Taking the entries below from the top, restate each line exactly and end with the line containing "use crate::validation::claims::delegation_depth;".

● Excerpted records
--------------------

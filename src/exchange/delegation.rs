//! Subject and actor validation for a token exchange.
//!
//! Produces the validated identities and the RFC 8693 `act` chain the
//! exchanged token must carry. Minting that token is left to the caller.

use serde_json::{Map, Value};
use tracing::{debug, info, warn};

use super::error::TokenExchangeError;
use super::request::TokenExchangeRequest;
use crate::factory::SubjectTokenValidatorFactory;
use crate::validation::claims::delegation_depth;
use crate::validation::{TokenType, ValidatedToken, ValidationConfig, ValidationError};

/// Outcome of a validated token exchange request.
#[derive(Debug, Clone)]
pub struct ValidatedExchange {
    /// The validated subject token.
    pub subject: ValidatedToken,
    /// The validated actor token, when one was presented.
    pub actor: Option<ValidatedToken>,
    /// Token type the caller should issue.
    pub requested_type: TokenType,
    /// Delegation chain for the exchanged token.
    pub act: Option<Value>,
}

impl ValidatedExchange {
    /// Claims the exchanged token carries over from the validated tokens.
    pub fn carried_claims(&self) -> Map<String, Value> {
        let mut claims = Map::new();
        if let Some(sub) = self.subject.subject() {
            claims.insert("sub".into(), Value::String(sub.to_string()));
        }
        if let Some(client_id) = self.subject.client_id() {
            claims.insert("client_id".into(), Value::String(client_id.to_string()));
        }
        if let Some(ref act) = self.act {
            claims.insert("act".into(), act.clone());
        }
        claims
    }
}

/// Validate the subject and optional actor token of an exchange request.
pub async fn validate_exchange(
    validators: &SubjectTokenValidatorFactory,
    config: &ValidationConfig,
    request: &TokenExchangeRequest,
) -> Result<ValidatedExchange, TokenExchangeError> {
    request.check()?;
    let requested_type = request.requested_type()?;

    debug!(
        subject_token_type = %request.subject_token_type,
        actor_token_type = ?request.actor_token_type,
        requested_token_type = %requested_type.as_urn(),
        "Validating token exchange"
    );

    let subject = validate(
        validators,
        &request.subject_token,
        &request.subject_token_type,
        config,
        "subject",
    )
    .await?;

    let actor = match (&request.actor_token, &request.actor_token_type) {
        (Some(token), Some(token_type)) => {
            let actor = validate(validators, token, token_type, config, "actor").await?;
            check_may_act(&subject, &actor)?;
            Some(actor)
        }
        _ => None,
    };

    let act = match actor {
        Some(ref actor) => Some(actor_claim(actor, subject.act_claim())),
        None => subject.act_claim().cloned(),
    };
    if let Some(ref act) = act {
        check_chain_depth(act, config)?;
    }

    info!(
        subject = ?subject.subject(),
        actor = ?actor.as_ref().and_then(|a| a.subject()),
        from_type = %request.subject_token_type,
        "Token exchange validated"
    );

    Ok(ValidatedExchange {
        subject,
        actor,
        requested_type,
        act,
    })
}

async fn validate(
    validators: &SubjectTokenValidatorFactory,
    token: &str,
    token_type: &str,
    config: &ValidationConfig,
    role: &'static str,
) -> Result<ValidatedToken, TokenExchangeError> {
    let result = match validators.get_validator(token_type) {
        Ok(validator) => validator.validate(token, config).await,
        Err(e) => Err(e),
    };
    result.map_err(|e| {
        warn!(role, token_type = %token_type, error = %e, "Token validation failed");
        e.into()
    })
}

/// When the subject names an authorized actor in `may_act`, the actor must
/// match it.
fn check_may_act(
    subject: &ValidatedToken,
    actor: &ValidatedToken,
) -> Result<(), TokenExchangeError> {
    let Some(allowed) = subject
        .may_act_claim()
        .and_then(|may_act| may_act.get("sub"))
        .and_then(Value::as_str)
    else {
        return Ok(());
    };

    if actor.subject() == Some(allowed) {
        Ok(())
    } else {
        warn!(
            allowed_actor = %allowed,
            actor = ?actor.subject(),
            "Actor is not authorized by may_act"
        );
        Err(TokenExchangeError::invalid_grant(
            "Actor is not authorized to act on behalf of the subject",
        ))
    }
}

/// The chain handed to the caller obeys the same limit as validated tokens.
fn check_chain_depth(act: &Value, config: &ValidationConfig) -> Result<(), ValidationError> {
    let max = config.max_delegation_chain_depth;
    let limit = usize::try_from(max).unwrap_or(usize::MAX);
    let depth = delegation_depth(Some(act), limit);
    if depth >= limit {
        warn!(depth, max, "Exchanged delegation chain would exceed limit");
        return Err(ValidationError::DelegationDepthExceeded { depth, max });
    }
    Ok(())
}

/// Build the `act` claim for a token issued to `actor` on behalf of a
/// subject whose token carried `prior` as its delegation chain.
///
/// The current actor is outermost; earlier actors nest under `act`.
pub fn actor_claim(actor: &ValidatedToken, prior: Option<&Value>) -> Value {
    let mut act = Map::new();
    if let Some(sub) = actor.subject() {
        act.insert("sub".into(), Value::String(sub.to_string()));
    }
    if let Some(iss) = actor.issuer() {
        act.insert("iss".into(), Value::String(iss.to_string()));
    }
    if let Some(client_id) = actor.client_id() {
        act.insert("client_id".into(), Value::String(client_id.to_string()));
    }
    if let Some(prior) = prior.filter(|p| !p.is_null()) {
        act.insert("act".into(), prior.clone());
    }
    Value::Object(act)
}
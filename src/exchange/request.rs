//! Token exchange request parsing.

use serde::Deserialize;

use super::error::TokenExchangeError;
use crate::validation::TokenType;

/// Token exchange grant type (RFC 8693).
pub const GRANT_TYPE_TOKEN_EXCHANGE: &str = "urn:ietf:params:oauth:grant-type:token-exchange";

/// Token exchange request (form-urlencoded body).
#[derive(Debug, Clone, Deserialize)]
pub struct TokenExchangeRequest {
    /// Must be "urn:ietf:params:oauth:grant-type:token-exchange".
    pub grant_type: String,
    /// The subject token to exchange.
    pub subject_token: String,
    /// Type of the subject token (URN).
    pub subject_token_type: String,
    /// Requested token type (optional, defaults to access_token).
    #[serde(default)]
    pub requested_token_type: Option<String>,
    /// Target audience for the new token.
    #[serde(default)]
    pub audience: Option<String>,
    /// Requested scopes.
    #[serde(default)]
    pub scope: Option<String>,
    /// Target resource.
    #[serde(default)]
    pub resource: Option<String>,
    /// Actor token (for delegation).
    #[serde(default)]
    pub actor_token: Option<String>,
    /// Actor token type.
    #[serde(default)]
    pub actor_token_type: Option<String>,
}

impl TokenExchangeRequest {
    /// Requested token type, defaulting to an access token.
    pub fn requested_type(&self) -> Result<TokenType, TokenExchangeError> {
        match self.requested_token_type {
            None => Ok(TokenType::AccessToken),
            Some(ref urn) => TokenType::from_urn(urn).ok_or_else(|| {
                TokenExchangeError::unsupported_token_type(&format!(
                    "Unknown requested_token_type: {urn}"
                ))
            }),
        }
    }

    /// Requested scopes, split on whitespace.
    pub fn scopes(&self) -> Vec<String> {
        self.scope
            .as_deref()
            .map(|s| s.split_whitespace().map(String::from).collect())
            .unwrap_or_default()
    }

    /// Check the request-level parameters that need no token validation.
    pub fn check(&self) -> Result<(), TokenExchangeError> {
        if self.grant_type != GRANT_TYPE_TOKEN_EXCHANGE {
            return Err(TokenExchangeError::invalid_request(
                "grant_type must be urn:ietf:params:oauth:grant-type:token-exchange",
            ));
        }
        if self.subject_token.trim().is_empty() {
            return Err(TokenExchangeError::invalid_request(
                "subject_token must not be empty",
            ));
        }
        match (&self.actor_token, &self.actor_token_type) {
            (Some(_), None) => Err(TokenExchangeError::invalid_request(
                "actor_token_type is required when actor_token is present",
            )),
            (None, Some(_)) => Err(TokenExchangeError::invalid_request(
                "actor_token_type must not be present without actor_token",
            )),
            _ => Ok(()),
        }
    }
}

/// Parse form-urlencoded request body.
pub fn parse_exchange_request(body: &str) -> Result<TokenExchangeRequest, TokenExchangeError> {
    serde_urlencoded::from_str(body)
        .map_err(|e| TokenExchangeError::invalid_request(&format!("Invalid request body: {e}")))
}

#[cfg(test)]
mod tests {
    use super::*;

    const BODY: &str = "grant_type=urn%3Aietf%3Aparams%3Aoauth%3Agrant-type%3Atoken-exchange\
                        &subject_token=eyJhbGciOiJIUzI1NiJ9.e30.test\
                        &subject_token_type=urn%3Aietf%3Aparams%3Aoauth%3Atoken-type%3Ajwt";

    #[test]
    fn test_parse_exchange_request() {
        let request = parse_exchange_request(BODY).unwrap();
        assert_eq!(request.grant_type, GRANT_TYPE_TOKEN_EXCHANGE);
        assert_eq!(
            request.subject_token_type,
            "urn:ietf:params:oauth:token-type:jwt"
        );
        assert!(request.actor_token.is_none());
        assert!(request.check().is_ok());
        assert!(matches!(request.requested_type(), Ok(TokenType::AccessToken)));
    }

    #[test]
    fn test_parse_exchange_request_missing_field() {
        let err = parse_exchange_request("grant_type=x").unwrap_err();
        assert_eq!(err.error, "invalid_request");
    }

    #[test]
    fn test_invalid_grant_type() {
        let mut request = parse_exchange_request(BODY).unwrap();
        request.grant_type = "invalid".to_string();
        assert_eq!(request.check().unwrap_err().error, "invalid_request");
    }

    #[test]
    fn test_empty_subject_token() {
        let mut request = parse_exchange_request(BODY).unwrap();
        request.subject_token = "  ".to_string();
        assert_eq!(request.check().unwrap_err().error, "invalid_request");
    }

    #[test]
    fn test_actor_token_requires_type() {
        let mut request = parse_exchange_request(BODY).unwrap();
        request.actor_token = Some("token".to_string());
        assert_eq!(request.check().unwrap_err().error, "invalid_request");

        request.actor_token = None;
        request.actor_token_type = Some(TokenType::Jwt.as_urn().to_string());
        assert_eq!(request.check().unwrap_err().error, "invalid_request");
    }

    #[test]
    fn test_requested_type() {
        let mut request = parse_exchange_request(BODY).unwrap();
        request.requested_token_type = Some(TokenType::IdToken.as_urn().to_string());
        assert!(matches!(request.requested_type(), Ok(TokenType::IdToken)));

        request.requested_token_type = Some("urn:unknown:type".to_string());
        assert_eq!(
            request.requested_type().unwrap_err().error,
            "unsupported_token_type"
        );
    }

    #[test]
    fn test_requested_scopes() {
        let mut request = parse_exchange_request(BODY).unwrap();
        assert!(request.scopes().is_empty());
        request.scope = Some("read  write".to_string());
        assert_eq!(request.scopes(), vec!["read", "write"]);
    }
}
//! Claim extraction and checks shared by all validators.

use chrono::{DateTime, Duration, Utc};
use serde_json::{Map, Value};
use std::collections::BTreeSet;
use tracing::debug;

use super::config::ValidationConfig;
use super::error::ValidationError;

/// Reject issuers outside the configured allow-list.
pub fn check_trusted_issuer(
    issuer: Option<&str>,
    config: &ValidationConfig,
) -> Result<(), ValidationError> {
    if config.is_issuer_trusted(issuer) {
        return Ok(());
    }
    debug!(issuer = ?issuer, "Issuer not in trusted issuer list");
    Err(ValidationError::UntrustedIssuer {
        issuer: issuer.map(String::from),
    })
}

/// Check the validity window.
///
/// A token is expired once `expires_at` lies strictly before `now`
/// (`inclusive_expiry` = false, JWT `exp`) or at/after it (`inclusive_expiry` =
/// true, SAML `NotOnOrAfter`). It is not yet valid while `not_before` lies
/// strictly after `now`. The configured clock skew widens both bounds.
pub fn check_validity_window(
    now: DateTime<Utc>,
    not_before: Option<DateTime<Utc>>,
    expires_at: Option<DateTime<Utc>>,
    inclusive_expiry: bool,
    config: &ValidationConfig,
) -> Result<(), ValidationError> {
    let skew = i64::try_from(config.clock_skew_secs)
        .ok()
        .and_then(Duration::try_seconds)
        .unwrap_or(Duration::MAX);

    if let Some(exp) = expires_at {
        let deadline = exp.checked_add_signed(skew).unwrap_or(DateTime::<Utc>::MAX_UTC);
        let expired = if inclusive_expiry {
            now >= deadline
        } else {
            now > deadline
        };
        if expired {
            return Err(ValidationError::Expired);
        }
    }

    if let Some(nbf) = not_before {
        let earliest = nbf.checked_sub_signed(skew).unwrap_or(DateTime::<Utc>::MIN_UTC);
        if now < earliest {
            return Err(ValidationError::NotYetValid);
        }
    }

    Ok(())
}

/// Extract the `scope` claim.
///
/// A string is split on runs of whitespace, an array contributes each string
/// element. Anything else yields no scopes.
pub fn extract_scopes(claims: &Map<String, Value>) -> BTreeSet<String> {
    match claims.get("scope") {
        Some(Value::String(s)) => s.split_whitespace().map(String::from).collect(),
        Some(Value::Array(items)) => items
            .iter()
            .filter_map(|v| v.as_str())
            .map(String::from)
            .collect(),
        _ => BTreeSet::new(),
    }
}

/// Extract the `aud` claim as an ordered list.
pub fn extract_audience(claims: &Map<String, Value>) -> Vec<String> {
    match claims.get("aud") {
        Some(Value::String(s)) => vec![s.clone()],
        Some(Value::Array(items)) => items
            .iter()
            .filter_map(|v| v.as_str())
            .map(String::from)
            .collect(),
        _ => Vec::new(),
    }
}

/// String-valued claim.
pub fn string_claim(claims: &Map<String, Value>, name: &str) -> Option<String> {
    claims.get(name).and_then(Value::as_str).map(String::from)
}

/// NumericDate claim (seconds since the epoch).
///
/// Absent or `null` claims yield `None`; any other non-numeric value is a
/// format error. Values beyond the representable range clamp to the nearest
/// bound, so an `exp` in the far future never expires.
pub fn timestamp_claim(
    claims: &Map<String, Value>,
    name: &str,
) -> Result<Option<DateTime<Utc>>, ValidationError> {
    let value = match claims.get(name) {
        None | Some(Value::Null) => return Ok(None),
        Some(v) => v,
    };

    let secs = value
        .as_i64()
        .or_else(|| value.as_f64().map(|f| f.trunc() as i64))
        .ok_or_else(|| ValidationError::InvalidFormat(format!("{name} claim must be numeric")))?;

    let timestamp = DateTime::from_timestamp(secs, 0).unwrap_or(if secs < 0 {
        DateTime::<Utc>::MIN_UTC
    } else {
        DateTime::<Utc>::MAX_UTC
    });
    Ok(Some(timestamp))
}

/// Depth of the nested `act` chain. No `act` claim is depth 0.
///
/// Walks iteratively and stops as soon as `limit` is reached, so the cost is
/// bounded by the configured maximum rather than by the input.
pub fn delegation_depth(act: Option<&Value>, limit: usize) -> usize {
    let mut depth = 0;
    let mut current = act;

    while let Some(actor) = current {
        if actor.is_null() {
            break;
        }
        depth += 1;
        if depth >= limit {
            break;
        }
        current = actor.get("act");
    }

    depth
}

/// Reject delegation chains at or beyond the configured maximum.
///
/// A maximum of N admits chains of depth N-1, so a maximum of 0 rejects
/// every token, including those without an `act` claim.
pub fn check_delegation_depth(
    claims: &Map<String, Value>,
    config: &ValidationConfig,
) -> Result<(), ValidationError> {
    let max = config.max_delegation_chain_depth;
    let limit = usize::try_from(max).unwrap_or(usize::MAX);
    let depth = delegation_depth(claims.get("act"), limit);

    if depth >= limit {
        return Err(ValidationError::DelegationDepthExceeded { depth, max });
    }
    Ok(())
}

--------------------

● Result of the exercise
filename src/exchange/delegation.rs
//! Subject and actor validation for a token exchange.
//!
//! Produces the validated identities and the RFC 8693 `act` chain the
//! exchanged token must carry. Minting that token is left to the caller.

use serde_json::{Map, Value};
use tracing::{debug, info, warn};

use super::error::TokenExchangeError;
use super::request::TokenExchangeRequest;
use crate::factory::SubjectTokenValidatorFactory;
use crate::validation::claims::delegation_depth;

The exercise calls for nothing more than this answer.